Of course the point of Passages is that I copied them for a reason.

Sometimes it is safe to do so but why let them lie there, dumb museum pieces, listless zoo creatures, captured.

I am guilty of that since youth: Laying ideas out and assuming they will spread on their own.

It is a seductive notion for me. I like that idea of a mental conspiracy where influence is not reached through publication or commodity but through the air, through the breath, through our consonant-less mutterings to self that cluck and stutter like impatient pigeons.

Let me explain my attraction to these lines:

 

I would like a simple life
Yet all night I am laying
Poems away in a long box.

It is my immortality box,
My lay-away plan,
my coffin.

THE AMBITION BIRD
Anne Sexton

 

A few years ago I picked up a book at Seaburn Books on Broadway. The book was Sheltering Sky by Paul Bowles, but it could have been any book of a narrative genre. I had spent much of that day at the boneyard, reading tombstones, contemplating mortality and the way we remember each other.

Before stopping at the bookstore I came home to look for stories behind some of the burials I found that day.

Memory is something I will never grasp. The mechanical process, the machinations of remembering what to remember is a process littered by biases and unspoken anxiety. Memory is a critic. Memory is a filtered product. I thought about that as I spent the day wandering the paths of individuals’ lingering testaments and wrestling with random legacies.

Without articulating it to myself at the time I know now what I was thinking: How can I be remembered? How will I be recalled, if at all?

A somewhat irritating but enduring memory of a high school friend flew threw the open cage of my mind: A year or two after high school my friend from school for some reason pronounced that neither he nor I would be remembered by anybody else in our graduating class. Ever. He specifically singled out for scorn the idea that I would be remembered by anyone with whom we went to high school.

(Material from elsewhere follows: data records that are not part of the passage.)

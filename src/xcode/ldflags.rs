//! Linker and archiver flags.
//!
//! Paths named by settings are relative to the build file. They pass through
//! the caller's resolver so the backend decides how they appear on the command
//! line.

use super::{ConfigView, SettingsError, XcodeSettings};

/// Linker options whose single operand is a file.
const FILE_OPERAND_FLAGS: [&str; 3] = [
    "-exported_symbols_list",
    "-unexported_symbols_list",
    "-reexported_symbols_list",
];

impl XcodeSettings<'_> {
    /// Linker flags for `configuration`.
    ///
    /// `product_dir` is added as a library search path and every path taken
    /// from the settings is rewritten with `resolve_path`.
    ///
    /// # Errors
    ///
    /// Returns [`SettingsError::ConfigurationNotFound`] for unknown names.
    pub fn get_ldflags<F>(
        &self,
        configuration: &str,
        product_dir: &str,
        resolve_path: F,
        arch: Option<&str>,
    ) -> Result<Vec<String>, SettingsError>
    where
        F: Fn(&str) -> String,
    {
        let view = self.view(configuration)?;
        let mut flags = rewrite_other_ldflags(view.list("OTHER_LDFLAGS"), &resolve_path);

        view.push_if_yes(&mut flags, "DEAD_CODE_STRIPPING", false, "-Wl,-dead_strip");
        view.push_if_yes(&mut flags, "PREBINDING", false, "-Wl,-prebind");
        push_versioned(&view, &mut flags, "DYLIB_COMPATIBILITY_VERSION", "-compatibility_version");
        push_versioned(&view, &mut flags, "DYLIB_CURRENT_VERSION", "-current_version");

        view.push_deployment_target(&mut flags);
        view.push_sysroot(&mut flags);

        flags.extend(
            view.list("LIBRARY_SEARCH_PATHS")
                .iter()
                .map(|path| format!("-L{}", resolve_path(path))),
        );

        if let Some(order_file) = view.text("ORDER_FILE") {
            flags.push("-Wl,-order_file".to_owned());
            flags.push(format!("-Wl,{}", resolve_path(&order_file)));
        }

        if !self.cross_compiling
            && let Some(selected) = self.arch_for(&view, arch)
        {
            flags.push("-arch".to_owned());
            flags.push(selected);
        }

        let resolved_product_dir = resolve_path(product_dir);
        if resolved_product_dir == "." {
            flags.push("-L./".to_owned());
        } else {
            flags.push(format!("-L{resolved_product_dir}"));
        }

        if let Some(install_name) = self.install_name(configuration)? {
            flags.push("-install_name".to_owned());
            flags.push(install_name);
        }

        flags.extend(
            view.list("LD_RUNPATH_SEARCH_PATHS")
                .iter()
                .map(|path| format!("-Wl,-rpath,{path}")),
        );

        view.push_framework_dirs(&mut flags);
        Ok(flags)
    }

    /// Flags for `libtool` when archiving static libraries.
    ///
    /// # Errors
    ///
    /// Returns [`SettingsError::ConfigurationNotFound`] for unknown names.
    pub fn get_libtool_flags(&self, configuration: &str) -> Result<Vec<String>, SettingsError> {
        Ok(self.view(configuration)?.list("OTHER_LDFLAGS"))
    }
}

fn push_versioned(view: &ConfigView<'_>, flags: &mut Vec<String>, key: &str, flag: &str) {
    if let Some(version) = view.text(key) {
        flags.push(flag.to_owned());
        flags.push(version.into_owned());
    }
}

/// Rewrite file operands inside `OTHER_LDFLAGS` through `resolve_path`.
fn rewrite_other_ldflags<F>(tokens: Vec<String>, resolve_path: &F) -> Vec<String>
where
    F: Fn(&str) -> String,
{
    let mut rewritten = Vec::with_capacity(tokens.len());
    let mut pending_file_operands = 0_usize;
    let mut pending_sectcreate_skip = 0_usize;
    for token in tokens {
        if pending_sectcreate_skip > 0 {
            pending_sectcreate_skip -= 1;
            rewritten.push(token);
            continue;
        }
        if pending_file_operands > 0 {
            pending_file_operands -= 1;
            rewritten.push(resolve_path(&token));
            continue;
        }
        if FILE_OPERAND_FLAGS.contains(&token.as_str()) {
            pending_file_operands = 1;
            rewritten.push(token);
        } else if token == "-sectcreate" {
            pending_sectcreate_skip = 2;
            pending_file_operands = 1;
            rewritten.push(token);
        } else if token == "-L" {
            pending_file_operands = 1;
            rewritten.push(token);
        } else if let Some(path) = token.strip_prefix("-L") {
            rewritten.push(format!("-L{}", resolve_path(path)));
        } else if let Some(linker_args) = token.strip_prefix("-Wl,") {
            rewritten.push(rewrite_linker_passthrough(linker_args, resolve_path));
        } else {
            rewritten.push(token);
        }
    }
    rewritten
}

/// Rewrite the file operand of a `-Wl,` comma list.
fn rewrite_linker_passthrough<F>(linker_args: &str, resolve_path: &F) -> String
where
    F: Fn(&str) -> String,
{
    let mut parts: Vec<String> = linker_args.split(',').map(str::to_owned).collect();
    let file_index = match parts.first().map(String::as_str) {
        Some(flag) if FILE_OPERAND_FLAGS.contains(&flag) => Some(1),
        Some("-sectcreate") => Some(3),
        _ => None,
    };
    if let Some(index) = file_index
        && let Some(operand) = parts.get_mut(index)
    {
        *operand = resolve_path(operand);
    }
    format!("-Wl,{}", parts.join(","))
}

#[cfg(test)]
mod tests {
    use super::*;
    use crate::spec::{Configuration, TargetSpec, TargetType};
    use rstest::rstest;

    fn identity(path: &str) -> String {
        path.to_owned()
    }

    fn prefixed(path: &str) -> String {
        format!("../src/{path}")
    }

    fn spec_with(target_type: TargetType, settings: &[(&str, &str)]) -> TargetSpec {
        TargetSpec::new("wee", target_type).with_configuration(
            "Release",
            Configuration::with_xcode_settings(settings.iter().copied()),
        )
    }

    #[test]
    fn defaults_for_static_library() {
        let spec = spec_with(TargetType::StaticLibrary, &[]);
        let flags = XcodeSettings::new(&spec)
            .get_ldflags("Release", "PRODUCT_DIR", identity, Some("arm64"))
            .expect("ldflags");
        assert_eq!(flags, ["-arch", "arm64", "-LPRODUCT_DIR"]);
    }

    #[test]
    fn current_directory_product_dir_keeps_a_separator() {
        let spec = spec_with(TargetType::StaticLibrary, &[]);
        let flags = XcodeSettings::new(&spec)
            .with_cross_compile(true)
            .get_ldflags("Release", ".", identity, None)
            .expect("ldflags");
        assert_eq!(flags, ["-L./"]);
    }

    #[test]
    fn shared_library_flags_in_order() {
        let spec = spec_with(
            TargetType::SharedLibrary,
            &[
                ("OTHER_LDFLAGS", "-lz -exported_symbols_list exports.txt"),
                ("DEAD_CODE_STRIPPING", "YES"),
                ("DYLIB_CURRENT_VERSION", "1.2.3"),
                ("MACOSX_DEPLOYMENT_TARGET", "11.0"),
                ("LIBRARY_SEARCH_PATHS", "vendor/lib"),
                ("ORDER_FILE", "order.txt"),
                ("LD_RUNPATH_SEARCH_PATHS", "@loader_path"),
            ],
        );
        let flags = XcodeSettings::new(&spec)
            .get_ldflags("Release", "out", prefixed, Some("arm64"))
            .expect("ldflags");
        assert_eq!(
            flags,
            [
                "-lz",
                "-exported_symbols_list",
                "../src/exports.txt",
                "-Wl,-dead_strip",
                "-current_version",
                "1.2.3",
                "-mmacosx-version-min=11.0",
                "-L../src/vendor/lib",
                "-Wl,-order_file",
                "-Wl,../src/order.txt",
                "-arch",
                "arm64",
                "-L../src/out",
                "-install_name",
                "/usr/local/lib/libwee.dylib",
                "-Wl,-rpath,@loader_path",
            ]
        );
    }

    #[rstest]
    #[case(&["-Lthird_party"], &["-L../src/third_party"])]
    #[case(&["-L", "third_party"], &["-L", "../src/third_party"])]
    #[case(&["-Wl,-unexported_symbols_list,hidden.txt"], &["-Wl,-unexported_symbols_list,../src/hidden.txt"])]
    #[case(
        &["-sectcreate", "__TEXT", "__info_plist", "Info.plist"],
        &["-sectcreate", "__TEXT", "__info_plist", "../src/Info.plist"]
    )]
    #[case(&["-Wl,-sectcreate,__TEXT,__info,Info.plist"], &["-Wl,-sectcreate,__TEXT,__info,../src/Info.plist"])]
    #[case(&["-framework", "Cocoa"], &["-framework", "Cocoa"])]
    fn other_ldflags_file_operands_are_resolved(
        #[case] input: &[&str],
        #[case] expected: &[&str],
    ) {
        let tokens = input.iter().map(|token| (*token).to_owned()).collect();
        assert_eq!(rewrite_other_ldflags(tokens, &prefixed), expected);
    }

    #[test]
    fn libtool_flags_are_other_ldflags_verbatim() {
        let spec = spec_with(TargetType::StaticLibrary, &[("OTHER_LDFLAGS", "-no_warning_for_no_symbols")]);
        let flags = XcodeSettings::new(&spec)
            .get_libtool_flags("Release")
            .expect("libtool flags");
        assert_eq!(flags, ["-no_warning_for_no_symbols"]);
    }
}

I think he was nervous about something.

When I opened to a middle chapter of Sheltering Sky, one of my day’s questions was answered: This is how someone lives forever. This is one way. Through the intricate code of words we share the energies and distortions that are our memories, and we wait for them to connect at random, thereby growing that mental conspiracy.

A simple, obvious observation that had escaped me for years.

Sexton writes of her “immortality box,” reminding me of the gravestones I had seen at the cemetery that day. Her not-so-subtle demand for immortality, and my vaguely annoyed feeling that she very well attained that without having to articulate it, reminded me of that nearly mystical feeling of opening that book and feeling Paul Bowles step from the pages. “This,” I thought, “is how to do it. This is how you live forever”

I did not buy Sheltering Sky that day, because I already own a copy. Instead I bought Bowles’ Their Heads Are Green and Their Hands Are Blue, an unimpressive volume which I might take another look at now that I think of it.